Publication

Estimates of global carbon stocks in standing forests are subject to uncertainty because of regional and tree species differences that are usually ignored in global allometric equations. The absence of appropriate site specific and individual tree allometric equations has led to broad use of pan moist tropical equations, which use has raised questions on the accuracy of the resulting predictions of standing biomass. Here we develop site specific individual tree allometric equations for estimating biomass of Gilbertiodendron dewevrei, a canopy tree that dominates extensive areas of forest in the Congo basin region. We applied both antithetic and randomized branch sampling to sample for total aboveground biomass components. We evaluated a series of regression models (linear and non-linear) for predicting total aboveground biomass as a function of commonly measured variables including diameter, basal area and total height of 43 sample trees for Ituri and Yoko forests in the Democratic Republic of Congo. We found the best model for total aboveground biomass to be a linear, 3-knot cubic spline model that used only basal area as a predictor with the lowest AIC and BIC of 602 and 610 respectively.
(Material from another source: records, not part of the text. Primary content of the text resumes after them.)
// Author: Dustin Pilgrim
// License: MIT

use std::path::{Path, PathBuf};

use tokio::sync::mpsc;

use super::request;
use crate::core::{daemon_msg::DaemonMsg, events::Event, utils::now_ms};

/// `open <path>`: a document or folder became active.
pub async fn handle_open(tx: &mpsc::Sender<DaemonMsg>, args: &str) -> String {
    let path = match parse_path("open", args) {
        Ok(p) => p,
        Err(e) => return e,
    };
    send_event(tx, Event::Opened { path, now_ms: now_ms() }).await
}

/// `close <path>`: a document was closed.
pub async fn handle_close(tx: &mpsc::Sender<DaemonMsg>, args: &str) -> String {
    let path = match parse_path("close", args) {
        Ok(p) => p,
        Err(e) => return e,
    };
    send_event(tx, Event::Closed { path, now_ms: now_ms() }).await
}

/// `remove-root <path>`: a workspace folder was removed.
pub async fn handle_remove_root(tx: &mpsc::Sender<DaemonMsg>, args: &str) -> String {
    let path = match parse_path("remove-root", args) {
        Ok(p) => p,
        Err(e) => return e,
    };
    send_event(tx, Event::RootRemoved { path, now_ms: now_ms() }).await
}

/// `stop-all`: record every in-flight session and keep running.
pub async fn handle_stop_all(tx: &mpsc::Sender<DaemonMsg>) -> String {
    send_event(tx, Event::FlushAll { now_ms: now_ms() }).await
}

async fn send_event(tx: &mpsc::Sender<DaemonMsg>, event: Event) -> String {
    request(tx, |reply| DaemonMsg::Event {
        event,
        reply: Some(reply),
    })
    .await
}

fn parse_path(verb: &str, args: &str) -> Result<PathBuf, String> {
    if args.is_empty() {
        return Err(format!("ERROR: usage: dwell {verb} <path>"));
    }

    let path = Path::new(args);
    if !path.is_absolute() {
        return Err(format!("ERROR: path must be absolute: {args}"));
    }

    Ok(path.to_path_buf())
}

#[cfg(test)]
mod tests {
    use super::*;

    #[test]
    fn relative_paths_are_rejected() {
        assert!(parse_path("open", "src/main.rs").unwrap_err().contains("absolute"));
        assert!(parse_path("open", "").unwrap_err().contains("usage"));
        assert_eq!(parse_path("open", "/a/b").unwrap(), PathBuf::from("/a/b"));
    }
}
The incorporation of height in biomass equations did not significantly improve model performance, while models with diameter alone or in combination with height perform poorly. Our results show that models using only basal area are sufficient to accurately estimate biomass for Gilbertiodendron dewevrei and carbon stock, which is an important outcome given that height measurements are usually difficult to acquire. We also demonstrate that general models used can significantly overestimate amounts of carbon for Gilbertiodendron dewevrei as compared to the site and species-specific regression model that we have developed.